Un buen ejemplo de este trabajo es el proyecto Re-Cereal, que aspira a mejorar la calidad y la producción de "cereales menores", como la avena y el mijo, y del seudocereal conocido como trigo sarraceno, todos ellos sin gluten en su forma natural. Algunas variedades que habían caído en desuso se han recuperado y se cultivan en campos experimentales en regiones de Europa como Friuli-Venecia Giulia, el sur del Tirol y Carintia.
VItaMì - Varietà Italiane di Miglio es otro proyecto reciente de Dr. Schär con el que se pretende enriquecer la biodiversidad de los cereales para el cultivo mediante la selección de nuevas variedades de mijo bien adaptadas a las condiciones climatológicas y del suelo de Europa. Las variedades seleccionadas de mijo, un cereal sin gluten con un alto contenido de minerales y vitaminas, serán cultivadas por nuestros agricultores asociados para elaborar algunos de los productos de Schär del futuro.

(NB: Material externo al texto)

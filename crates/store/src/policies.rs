// SPDX-License-Identifier: BUSL-1.1
// Copyright (c) 2026 Alfred Jean LLC

//! Permission policies

use crate::{StateStore, StoreError};
use aether_core::{Effect, PermissionPolicy, PolicyId, Uid};
use rusqlite::{params, Row};

fn row_to_policy(row: &Row<'_>) -> Result<PermissionPolicy, rusqlite::Error> {
    let effect: String = row.get(4)?;
    Ok(PermissionPolicy {
        id: PolicyId::new(row.get::<_, String>(0)?),
        subject: row.get(1)?,
        action: row.get(2)?,
        resource: row.get(3)?,
        effect: Effect::parse(&effect).unwrap_or(Effect::Deny),
        created_at_ms: row.get::<_, i64>(5)? as u64,
        created_by: row.get::<_, Option<String>>(6)?.map(Uid::new),
    })
}

impl StateStore {
    pub fn insert_policy(&self, policy: &PermissionPolicy) -> Result<(), StoreError> {
        self.conn().execute(
            r#"
            INSERT INTO policies (id, subject, action, resource, effect, created_at_ms, created_by)
            VALUES (?1, ?2, ?3, ?4, ?5, ?6, ?7)
            "#,
            params![
                policy.id.as_str(),
                policy.subject,
                policy.action,
                policy.resource,
                policy.effect.as_str(),
                policy.created_at_ms as i64,
                policy.created_by.as_ref().map(|u| u.as_str().to_string()),
            ],
        )?;
        Ok(())
    }

    pub fn list_policies(&self) -> Result<Vec<PermissionPolicy>, StoreError> {
        let conn = self.conn();
        let mut stmt = conn.prepare(
            "SELECT id, subject, action, resource, effect, created_at_ms, created_by \
             FROM policies ORDER BY created_at_ms",
        )?;
        let rows = stmt.query_map([], |row| row_to_policy(row))?;
        let mut out = Vec::new();
        for row in rows {
            out.push(row?);
        }
        Ok(out)
    }

    pub fn delete_policy(&self, id: &PolicyId) -> Result<bool, StoreError> {
        let removed = self
            .conn()
            .execute("DELETE FROM policies WHERE id = ?1", params![id.as_str()])?;
        Ok(removed > 0)
    }
}
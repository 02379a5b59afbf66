// SPDX-License-Identifier: BUSL-1.1
// Copyright (c) 2026 Alfred Jean LLC

//! Outbound webhooks, inbound hooks, delivery logs and the DLQ

use crate::{from_json_text, json_text, StateStore, StoreError};
use aether_core::{DlqEntry, InboundWebhook, Uid, Webhook, WebhookId, WebhookLogEntry};
use rusqlite::{params, OptionalExtension, Row};

fn row_to_webhook(row: &Row<'_>) -> Result<(Webhook, String, Option<String>, String), rusqlite::Error> {
    let events: String = row.get(3)?;
    let filter: Option<String> = row.get(4)?;
    let headers: String = row.get(5)?;
    Ok((
        Webhook {
            id: WebhookId::new(row.get::<_, String>(0)?),
            url: row.get(1)?,
            secret: row.get(2)?,
            events: Default::default(),
            filter: None,
            headers: Default::default(),
            enabled: row.get::<_, i64>(6)? != 0,
            owner_uid: Uid::new(row.get::<_, String>(7)?),
            retry_count: row.get(8)?,
            timeout_ms: row.get::<_, i64>(9)? as u64,
            failure_count: row.get::<_, i64>(10)? as u64,
            created_at_ms: row.get::<_, i64>(11)? as u64,
        },
        events,
        filter,
        headers,
    ))
}

fn finish_webhook(
    (mut hook, events, filter, headers): (Webhook, String, Option<String>, String),
) -> Result<Webhook, StoreError> {
    hook.events = from_json_text(&events)?;
    hook.filter = filter.as_deref().map(from_json_text).transpose()?;
    hook.headers = from_json_text(&headers)?;
    Ok(hook)
}

const WEBHOOK_COLUMNS: &str = "id, url, secret, events, filter, headers, enabled, owner_uid, \
     retry_count, timeout_ms, failure_count, created_at_ms";

impl StateStore {
    // -- outbound --

    pub fn insert_webhook(&self, hook: &Webhook) -> Result<(), StoreError> {
        self.conn().execute(
            &format!(
                "INSERT INTO webhooks ({WEBHOOK_COLUMNS}) \
                 VALUES (?1, ?2, ?3, ?4, ?5, ?6, ?7, ?8, ?9, ?10, ?11, ?12)"
            ),
            params![
                hook.id.as_str(),
                hook.url,
                hook.secret,
                json_text(&hook.events)?,
                hook.filter.as_ref().map(json_text).transpose()?,
                json_text(&hook.headers)?,
                hook.enabled as i64,
                hook.owner_uid.as_str(),
                hook.retry_count,
                hook.timeout_ms as i64,
                hook.failure_count as i64,
                hook.created_at_ms as i64,
            ],
        )?;
        Ok(())
    }

    pub fn get_webhook(&self, id: &WebhookId) -> Result<Option<Webhook>, StoreError> {
        let conn = self.conn();
        let result = conn
            .query_row(
                &format!("SELECT {WEBHOOK_COLUMNS} FROM webhooks WHERE id = ?1"),
                params![id.as_str()],
                |row| row_to_webhook(row),
            )
            .optional()?;
        result.map(finish_webhook).transpose()
    }

    pub fn list_webhooks(&self, owner: Option<&Uid>) -> Result<Vec<Webhook>, StoreError> {
        let conn = self.conn();
        let mut out = Vec::new();
        match owner {
            Some(uid) => {
                let mut stmt = conn.prepare(&format!(
                    "SELECT {WEBHOOK_COLUMNS} FROM webhooks WHERE owner_uid = ?1 \
                     ORDER BY created_at_ms"
                ))?;
                let rows = stmt.query_map(params![uid.as_str()], |row| row_to_webhook(row))?;
                for row in rows {
                    out.push(finish_webhook(row?)?);
                }
            }
            None => {
                let mut stmt = conn.prepare(&format!(
                    "SELECT {WEBHOOK_COLUMNS} FROM webhooks ORDER BY created_at_ms"
                ))?;
                let rows = stmt.query_map([], |row| row_to_webhook(row))?;
                for row in rows {
                    out.push(finish_webhook(row?)?);
                }
            }
        }
        Ok(out)
    }

    /// Enabled webhooks subscribed to `topic`.
    pub fn webhooks_for_event(&self, topic: &str) -> Result<Vec<Webhook>, StoreError> {
        // Subscriptions are a JSON array column; the set is small, so
        // filtering happens here rather than in SQL.
        Ok(self
            .list_webhooks(None)?
            .into_iter()
            .filter(|hook| hook.enabled && hook.events.contains(topic))
            .collect())
    }

    pub fn increment_webhook_failures(&self, id: &WebhookId) -> Result<(), StoreError> {
        self.conn().execute(
            "UPDATE webhooks SET failure_count = failure_count + 1 WHERE id = ?1",
            params![id.as_str()],
        )?;
        Ok(())
    }

    pub fn delete_webhook(&self, id: &WebhookId) -> Result<bool, StoreError> {
        let removed = self
            .conn()
            .execute("DELETE FROM webhooks WHERE id = ?1", params![id.as_str()])?;
        Ok(removed > 0)
    }

    // -- delivery log --

    pub fn append_webhook_log(&self, entry: &WebhookLogEntry) -> Result<(), StoreError> {
        self.conn().execute(
            r#"
            INSERT INTO webhook_logs (webhook_id, event_type, success, status, error, attempt,
                                      created_at_ms)
            VALUES (?1, ?2, ?3, ?4, ?5, ?6, ?7)
            "#,
            params![
                entry.webhook_id.as_str(),
                entry.event_type,
                entry.success as i64,
                entry.status,
                entry.error,
                entry.attempt,
                entry.created_at_ms as i64,
            ],
        )?;
        Ok(())
    }

    pub fn webhook_logs(
        &self,
        id: &WebhookId,
        limit: usize,
    ) -> Result<Vec<WebhookLogEntry>, StoreError> {
        let conn = self.conn();
        let mut stmt = conn.prepare(
            "SELECT id, webhook_id, event_type, success, status, error, attempt, created_at_ms \
             FROM webhook_logs WHERE webhook_id = ?1 ORDER BY id DESC LIMIT ?2",
        )?;
        let rows = stmt.query_map(params![id.as_str(), limit as i64], |row| {
            Ok(WebhookLogEntry {
                id: row.get(0)?,
                webhook_id: WebhookId::new(row.get::<_, String>(1)?),
                event_type: row.get(2)?,
                success: row.get::<_, i64>(3)? != 0,
                status: row.get(4)?,
                error: row.get(5)?,
                attempt: row.get(6)?,
                created_at_ms: row.get::<_, i64>(7)? as u64,
            })
        })?;
        let mut out = Vec::new();
        for row in rows {
            out.push(row?);
        }
        Ok(out)
    }

    // -- dead letters --

    pub fn insert_dlq_entry(&self, entry: &DlqEntry) -> Result<i64, StoreError> {
        let conn = self.conn();
        conn.execute(
            r#"
            INSERT INTO webhook_dlq (webhook_id, event_type, payload, error, attempts, created_at_ms)
            VALUES (?1, ?2, ?3, ?4, ?5, ?6)
            "#,
            params![
                entry.webhook_id.as_str(),
                entry.event_type,
                json_text(&entry.payload)?,
                entry.error,
                entry.attempts,
                entry.created_at_ms as i64,
            ],
        )?;
        Ok(conn.last_insert_rowid())
    }

    pub fn list_dlq(&self, limit: usize) -> Result<Vec<DlqEntry>, StoreError> {
        let conn = self.conn();
        let mut stmt = conn.prepare(
            "SELECT id, webhook_id, event_type, payload, error, attempts, created_at_ms \
             FROM webhook_dlq ORDER BY id DESC LIMIT ?1",
        )?;
        let rows = stmt.query_map(params![limit as i64], |row| {
            let payload: String = row.get(3)?;
            Ok(DlqEntry {
                id: row.get(0)?,
                webhook_id: WebhookId::new(row.get::<_, String>(1)?),
                event_type: row.get(2)?,
                payload: serde_json::from_str(&payload).unwrap_or(serde_json::Value::Null),
                error: row.get(4)?,
                attempts: row.get(5)?,
                created_at_ms: row.get::<_, i64>(6)? as u64,
            })
        })?;
        let mut out = Vec::new();
        for row in rows {
            out.push(row?);
        }
        Ok(out)
    }

    pub fn get_dlq_entry(&self, id: i64) -> Result<Option<DlqEntry>, StoreError> {
        let conn = self.conn();
        let result = conn
            .query_row(
                "SELECT id, webhook_id, event_type, payload, error, attempts, created_at_ms \
                 FROM webhook_dlq WHERE id = ?1",
                params![id],
                |row| {
                    let payload: String = row.get(3)?;
                    Ok(DlqEntry {
                        id: row.get(0)?,
                        webhook_id: WebhookId::new(row.get::<_, String>(1)?),
                        event_type: row.get(2)?,
                        payload: serde_json::from_str(&payload).unwrap_or(serde_json::Value::Null),
                        error: row.get(4)?,
                        attempts: row.get(5)?,
                        created_at_ms: row.get::<_, i64>(6)? as u64,
                    })
                },
            )
            .optional()?;
        Ok(result)
    }

    pub fn delete_dlq_entry(&self, id: i64) -> Result<bool, StoreError> {
        let removed = self
            .conn()
            .execute("DELETE FROM webhook_dlq WHERE id = ?1", params![id])?;
        Ok(removed > 0)
    }

    // -- inbound --

    pub fn insert_inbound_webhook(&self, hook: &InboundWebhook) -> Result<(), StoreError> {
        let result = self.conn().execute(
            r#"
            INSERT INTO inbound_webhooks (token, name, agent_config, transform, owner_uid,
                                          last_triggered_ms, trigger_count, created_at_ms)
            VALUES (?1, ?2, ?3, ?4, ?5, ?6, ?7, ?8)
            "#,
            params![
                hook.token,
                hook.name,
                json_text(&hook.agent_config)?,
                hook.transform,
                hook.owner_uid.as_str(),
                hook.last_triggered_ms.map(|v| v as i64),
                hook.trigger_count as i64,
                hook.created_at_ms as i64,
            ],
        );
        match result {
            Ok(_) => Ok(()),
            Err(rusqlite::Error::SqliteFailure(e, _))
                if e.code == rusqlite::ErrorCode::ConstraintViolation =>
            {
                Err(StoreError::conflict("inbound webhook token already exists"))
            }
            Err(e) => Err(e.into()),
        }
    }

    pub fn get_inbound_webhook(&self, token: &str) -> Result<Option<InboundWebhook>, StoreError> {
        let conn = self.conn();
        let result = conn
            .query_row(
                "SELECT token, name, agent_config, transform, owner_uid, last_triggered_ms, \
                 trigger_count, created_at_ms FROM inbound_webhooks WHERE token = ?1",
                params![token],
                |row| {
                    let config: String = row.get(2)?;
                    Ok((
                        InboundWebhook {
                            token: row.get(0)?,
                            name: row.get(1)?,
                            agent_config: aether_core::AgentConfig {
                                name: String::new(),
                                role: String::new(),
                                goal: String::new(),
                                max_steps: 0,
                                env: Default::default(),
                            },
                            transform: row.get(3)?,
                            owner_uid: Uid::new(row.get::<_, String>(4)?),
                            last_triggered_ms: row.get::<_, Option<i64>>(5)?.map(|v| v as u64),
                            trigger_count: row.get::<_, i64>(6)? as u64,
                            created_at_ms: row.get::<_, i64>(7)? as u64,
                        },
                        config,
                    ))
                },
            )
            .optional()?;
        match result {
            Some((mut hook, config)) => {
                hook.agent_config = from_json_text(&config)?;
                Ok(Some(hook))
            }
            None => Ok(None),
        }
    }

    pub fn list_inbound_webhooks(&self, owner: Option<&Uid>) -> Result<Vec<InboundWebhook>, StoreError> {
        let all = {
            let conn = self.conn();
            let mut stmt = conn.prepare(
                "SELECT token, owner_uid FROM inbound_webhooks ORDER BY created_at_ms",
            )?;
            let rows = stmt.query_map([], |row| {
                Ok((row.get::<_, String>(0)?, row.get::<_, String>(1)?))
            })?;
            let mut tokens = Vec::new();
            for row in rows {
                tokens.push(row?);
            }
            tokens
        };

        let mut out = Vec::new();
        for (token, hook_owner) in all {
            if owner.map(|uid| uid.as_str() == hook_owner).unwrap_or(true) {
                if let Some(hook) = self.get_inbound_webhook(&token)? {
                    out.push(hook);
                }
            }
        }
        Ok(out)
    }

    pub fn mark_inbound_triggered(&self, token: &str, at_ms: u64) -> Result<(), StoreError> {
        self.conn().execute(
            "UPDATE inbound_webhooks SET last_triggered_ms = ?2, \
             trigger_count = trigger_count + 1 WHERE token = ?1",
            params![token, at_ms as i64],
        )?;
        Ok(())
    }

    pub fn delete_inbound_webhook(&self, token: &str) -> Result<bool, StoreError> {
        let removed = self.conn().execute(
            "DELETE FROM inbound_webhooks WHERE token = ?1",
            params![token],
        )?;
        Ok(removed > 0)
    }
}

#[cfg(test)]
#[path = "webhooks_tests.rs"]
mod tests;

Una cuidadosa selección de ingredientes
Usamos una amplia gama de ingredientes nutritivos que, en su forma natural, no contienen gluten. Varios cereales sin gluten, como el maíz y el arroz, y algunos cereales alternativos como el mijo, el trigo sarraceno, la avena, el sorgo y la quinoa, desempeñan un papel importante en la optimización del sabor y la textura de nuestros productos, además de asegurar un alto valor nutricional. Para que sea posible usarlos en la fase de producción, todos los ingredientes deben superar los estrictos controles de nuestro laboratorio de calidad.
El gluten es fundamental para proporcionar la textura, el sabor y la forma que suelen tener los productos horneados tradicionales. En la producción de alimentos sin gluten a gran escala, es vital utilizar ingredientes auxiliares que ayuden a elaborar productos de alta calidad. Usamos espesantes y fibra dietética para reproducir la capacidad aglutinante del gluten. Adoptamos un enfoque responsable en lo que respecta al uso de dichos ingredientes:
- No añadimos saborizantes, aromas ni colorantes artificiales a nuestros productos.
- No añadimos conservantes artificiales.
Nuestro objetivo es equilibrar la cantidad de azúcar, sal y grasa (especialmente de grasa saturada) en todos los productos que elaboramos. En la medida de lo posible, reducimos estos ingredientes sin sacrificar el sabor y el disfrute con el fin de ayudar a los consumidores a seguir una dieta sin gluten equilibrada. Los estándares que aplicamos en Schär son compatibles con las directrices nacionales e internacionales.
En nuestros productos usamos aceites y grasas vegetales de alta calidad y seguiremos utilizando una amplia variedad de cereales y otras materias primas que de manera natural tengan un elevado contenido de proteínas, ya que eso nos permite suministrar alimentos con perfiles de aminoácidos optimizados y altos niveles de micronutrientes. Muchos de nuestros productos ya contienen altas cantidades de fibra. El mijo, el trigo sarraceno, la avena y otras fuentes (por ejemplo, psyllium, fibra de manzana o inulina) aportan cantidades considerables de fibra y se pueden encontrar en muchos de nuestros productos de alimentación de uso diario.